Brock Nursing student Hilary Tyler was recently selected as a top finalist in the province-wide Innovative Designs for Accessibility (IDeA) student challenge

Brock Nursing student Hilary Tyler was recently selected as a top finalist in the province-wide Innovative Designs for Accessibility (IDeA) student challenge

Brock Nursing student Hilary Tyler is helping to make our world more accessible for people with disabilities.

She was recently selected as a top finalist in the province-wide Innovative Designs for Accessibility (IDeA) student challenge for her “Everybody Hurts Campaign” idea. The initiative is designed to promote empathy in order to break down the attitudinal barriers that exist for people living with mental illness.
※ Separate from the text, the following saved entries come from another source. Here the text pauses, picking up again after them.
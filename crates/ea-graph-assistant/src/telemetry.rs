use tracing_subscriber::{fmt, EnvFilter};

/// Installs the global subscriber. Filtering follows `RUST_LOG` (default
/// `info`); set `RUST_LOG=ea_graph_assistant=debug` to see prompts and
/// generated queries. A second call is a no-op.
pub fn init_tracing() {
    let env_filter = std::env::var("RUST_LOG").unwrap_or_else(|_| "info".into());

    let subscriber = tracing_subscriber::fmt()
        .with_env_filter(EnvFilter::new(env_filter))
        .with_timer(fmt::time::UtcTime::rfc_3339())
        .with_target(true)
        .with_level(true)
        .compact()
        .finish();

    let _ = tracing::subscriber::set_global_default(subscriber);
}
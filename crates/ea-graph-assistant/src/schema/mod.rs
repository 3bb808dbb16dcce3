pub mod layers;
pub mod summarizer;

pub use layers::{LayerRule, LayerRules, OTHER_LAYER};
pub use summarizer::{SchemaSummarizer, SchemaSummary, NONE_FOUND, OTHER_INDEX_SAMPLE};
pub mod app_state;
pub mod config;
pub mod error;
pub mod graph_session;
pub mod import;
pub mod llm;
pub mod metrics;
pub mod pipeline;
pub mod reset;
pub mod schema;
pub mod target;
pub mod telemetry;
pub mod turn_store;

#[cfg(feature = "cli")]
pub mod api;
#[cfg(feature = "cli")]
pub mod server;

#[cfg(test)]
pub(crate) mod testing;

// Public API exports
pub use app_state::AppState;
pub use config::Config;
pub use error::{AssistantError, AssistantResult};
pub use graph_session::{ConnectionManager, GraphSession, SessionFactory};
pub use import::{GraphImporter, GraphTranspiler, ImportOutcome};
pub use llm::TextGenerator;
pub use pipeline::{QueryAnswer, QueryPipeline};
pub use reset::{BatchedResetController, ResetReport};
pub use schema::{SchemaSummarizer, SchemaSummary};
pub use target::DatastoreTarget;
pub use turn_store::{InMemoryTurnStore, Turn, TurnStore};

#[cfg(feature = "cli")]
pub use server::run_server;
// ea-graph-assistant/src/config.rs

use anyhow::{Context, Result};
use std::collections::HashMap;
use std::env;
use std::net::SocketAddr;
use std::path::PathBuf;
use std::str::FromStr;
use std::time::Duration;
use tracing::{info, warn};

use crate::graph_session::{StdioToolOptions, TargetConfig, TargetConfigs};
use crate::llm::LlmConfig;
use crate::pipeline::PipelineConfig;
use crate::reset::ResetConfig;
use crate::schema::LayerRules;
use crate::target::DatastoreTarget;
use crate::turn_store::TurnCacheConfig;

#[derive(Debug, Clone)]
pub struct Config {
    pub api_host: String,
    pub api_port: u16,
    pub request_timeout_seconds: u64,
    pub targets: TargetConfigs,
    pub tool_options: StdioToolOptions,
    pub llm: LlmConfig,
    pub reset: ResetConfig,
    pub turn_cache: TurnCacheConfig,
    pub pipeline: PipelineConfig,
    pub layer_rules: LayerRules,
    pub upload_dir: PathBuf,
}

impl Config {
    pub fn from_env() -> Result<Self> {
        if let Err(e) = dotenvy::dotenv() {
            warn!("Failed to load .env file: {}. Using system environment variables.", e);
        } else {
            info!("Loaded environment variables from .env file");
        }

        Self::from_lookup(|key| env::var(key).ok())
    }

    /// Builds the configuration from an arbitrary key lookup. `from_env` is the
    /// production caller; tests pass a map.
    pub fn from_lookup<F>(lookup: F) -> Result<Self>
    where
        F: Fn(&str) -> Option<String>,
    {
        let vars = Vars { lookup: &lookup };

        let targets = TargetConfigs {
            primary: vars.target(DatastoreTarget::Primary, "PRIMARY")?,
            workspace: vars.target(DatastoreTarget::Workspace, "WORKSPACE")?,
        };

        let tool_options = StdioToolOptions {
            read_tool: vars.string("MCP_READ_TOOL", "read_neo4j_cypher"),
            write_tool: vars.string("MCP_WRITE_TOOL", "write_neo4j_cypher"),
            connect_timeout: Duration::from_secs(vars.parse("CONNECT_TIMEOUT_SECONDS", 30u64)?),
            call_timeout: Duration::from_secs(vars.parse("QUERY_TIMEOUT_SECONDS", 120u64)?),
        };

        let llm = LlmConfig {
            base_url: vars.string("LLM_BASE_URL", "https://api.openai.com"),
            api_key: vars.optional("LLM_API_KEY"),
            model: vars.string("LLM_MODEL", "gpt-4o-mini"),
            temperature: vars.parse("LLM_TEMPERATURE", 0.0f32)?,
            top_p: vars.parse_optional("LLM_TOP_P")?,
            max_tokens: vars.parse("LLM_MAX_TOKENS", 1024u32)?,
            timeout_seconds: vars.parse("LLM_TIMEOUT_SECONDS", 120u64)?,
        };

        let reset = ResetConfig {
            batch_size: vars.parse("RESET_BATCH_SIZE", 1000u32)?,
            max_batches: vars.parse("RESET_MAX_BATCHES", 10_000u32)?,
            preserve_labels: vars.list("RESET_PRESERVE_LABELS"),
        };
        if reset.batch_size == 0 || reset.max_batches == 0 {
            return Err(anyhow::anyhow!(
                "RESET_BATCH_SIZE and RESET_MAX_BATCHES must both be greater than zero"
            ));
        }

        let turn_cache = TurnCacheConfig {
            capacity: vars.parse("TURN_CACHE_CAPACITY", 10_000u64)?,
            idle_seconds: vars.parse("TURN_CACHE_IDLE_SECONDS", 3600u64)?,
        };

        let pipeline = PipelineConfig {
            search_param: vars.string("SEARCH_PARAM_NAME", "searchText"),
            retry_on_empty: vars.parse("RETRY_ON_EMPTY", false)?,
            max_question_chars: vars.parse("MAX_QUESTION_CHARS", 4000usize)?,
        };

        let layer_rules = match vars.optional("LAYER_RULES") {
            Some(raw) => LayerRules::from_str(&raw)
                .map_err(|e| anyhow::anyhow!("Invalid LAYER_RULES: {}", e))?,
            None => LayerRules::default(),
        };

        Ok(Self {
            api_host: vars.string("API_HOST", "127.0.0.1"),
            api_port: vars.parse("API_PORT", 8000u16)?,
            request_timeout_seconds: vars.parse("REQUEST_TIMEOUT_SECONDS", 300u64)?,
            targets,
            tool_options,
            llm,
            reset,
            turn_cache,
            pipeline,
            layer_rules,
            upload_dir: PathBuf::from(vars.string("UPLOAD_DIR", "./uploads")),
        })
    }

    pub fn print_config(&self) {
        info!("Current Configuration:");
        info!("- API: {}:{}", self.api_host, self.api_port);
        for target in DatastoreTarget::ALL {
            let t = self.targets.get(target);
            info!(
                "- Target {}: {} {} ({}, db: {})",
                target,
                t.command,
                t.args.join(" "),
                t.uri,
                t.database.as_deref().unwrap_or("default")
            );
        }
        info!("- Tools: read={}, write={}", self.tool_options.read_tool, self.tool_options.write_tool);
        info!(
            "- LLM: {} @ {} (temperature {}, top_p {:?}, max tokens {})",
            self.llm.model, self.llm.base_url, self.llm.temperature, self.llm.top_p, self.llm.max_tokens
        );
        info!(
            "- Reset: batch size {}, max batches {}, preserve {:?}",
            self.reset.batch_size, self.reset.max_batches, self.reset.preserve_labels
        );
        info!(
            "- Turn cache: capacity {}, idle {}s",
            self.turn_cache.capacity, self.turn_cache.idle_seconds
        );
        info!(
            "- Pipeline: search param ${}, retry on empty: {}",
            self.pipeline.search_param, self.pipeline.retry_on_empty
        );
        info!("- Layer rules: {}", self.layer_rules);
        info!("- Upload dir: {}", self.upload_dir.display());
    }

    pub fn api_addr(&self) -> Result<SocketAddr> {
        format!("{}:{}", self.api_host, self.api_port)
            .parse()
            .with_context(|| format!("Invalid API address {}:{}", self.api_host, self.api_port))
    }
}

struct Vars<'a, F: Fn(&str) -> Option<String>> {
    lookup: &'a F,
}

impl<'a, F: Fn(&str) -> Option<String>> Vars<'a, F> {
    fn optional(&self, key: &str) -> Option<String> {
        (self.lookup)(key).filter(|v| !v.trim().is_empty())
    }

    fn string(&self, key: &str, default: &str) -> String {
        self.optional(key).unwrap_or_else(|| default.to_string())
    }

    fn required(&self, key: &str) -> Result<String> {
        self.optional(key)
            .with_context(|| format!("{} environment variable not set. Please set it in your .env file", key))
    }

    fn parse<T>(&self, key: &str, default: T) -> Result<T>
    where
        T: FromStr,
        T::Err: std::error::Error + Send + Sync + 'static,
    {
        match self.optional(key) {
            Some(raw) => raw
                .trim()
                .parse()
                .with_context(|| format!("Invalid value for {}: '{}'", key, raw)),
            None => Ok(default),
        }
    }

    fn parse_optional<T>(&self, key: &str) -> Result<Option<T>>
    where
        T: FromStr,
        T::Err: std::error::Error + Send + Sync + 'static,
    {
        self.optional(key)
            .map(|raw| {
                raw.trim()
                    .parse()
                    .with_context(|| format!("Invalid value for {}: '{}'", key, raw))
            })
            .transpose()
    }

    fn list(&self, key: &str) -> Vec<String> {
        self.optional(key)
            .map(|raw| {
                raw.split(',')
                    .map(str::trim)
                    .filter(|s| !s.is_empty())
                    .map(str::to_string)
                    .collect()
            })
            .unwrap_or_default()
    }

    fn target(&self, target: DatastoreTarget, prefix: &str) -> Result<TargetConfig> {
        let key = |suffix: &str| format!("{}_{}", prefix, suffix);
        Ok(TargetConfig {
            target,
            command: self.string(&key("MCP_COMMAND"), "mcp-neo4j-cypher"),
            args: self
                .optional(&key("MCP_ARGS"))
                .map(|raw| raw.split_whitespace().map(str::to_string).collect())
                .unwrap_or_default(),
            uri: self.required(&key("NEO4J_URI"))?,
            username: self.string(&key("NEO4J_USERNAME"), "neo4j"),
            password: self.required(&key("NEO4J_PASSWORD"))?,
            database: self.optional(&key("NEO4J_DATABASE")),
            extra_env: HashMap::new(),
        })
    }
}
Tyler’s awareness campaign for the IDeA initiative was awarded third prize ($500) by the Council of Ontario Universities on May 15 at this year’s Ontario Centres of Excellence (OCE) Discovery conference in Toronto.

Hilary Tyler with Minister of John Milloy on May 15 at the OCE Discovery conference in Toronto

Hilary Tyler with John Milloy, Minister of Community and Social Services, on May 15 at the OCE Discovery conference in Toronto

The aim of the IDeA contest was for students to develop innovative, cost-effective and practical solutions to “barriers” to accessibility in our communities. The challenge was co-ordinated by the Council of Ontario Universities (COU) in partnership with the Government of Ontario.

“The loose guidelines for the contest allowed for me to address accessibility from a unique angle,” says Tyler, who is in her third year of the Nursing program at Brock.

“While it is easier to look at building empathy on an individual basis, my idea was to promote empathy on a larger scale,” she says. “The intent was to a to help members of the university community become better able to connect and empathize with students who are living with mental illness.”

To represent this, Tyler’s campaign utilizes the mental health continuum, which displays a range of emotional states from maximal to minimal mental health.

“As one of the action steps to build empathy, the continuum would be placed in a university common area to show how emotions can range on a daily basis,” says Tyler.

“The Everybody Hurts Campaign was developed out of Hilary’s observation of the need for change in public knowledge and perceptions of mental illness,” says Lynn McCleary, the professor of Nursing at Brock who introduced the IDeA challenge to students in her Promoting Mental Health course. “This initiative will help to reduce stigma and improve the accessing of mental health services by those who need them.”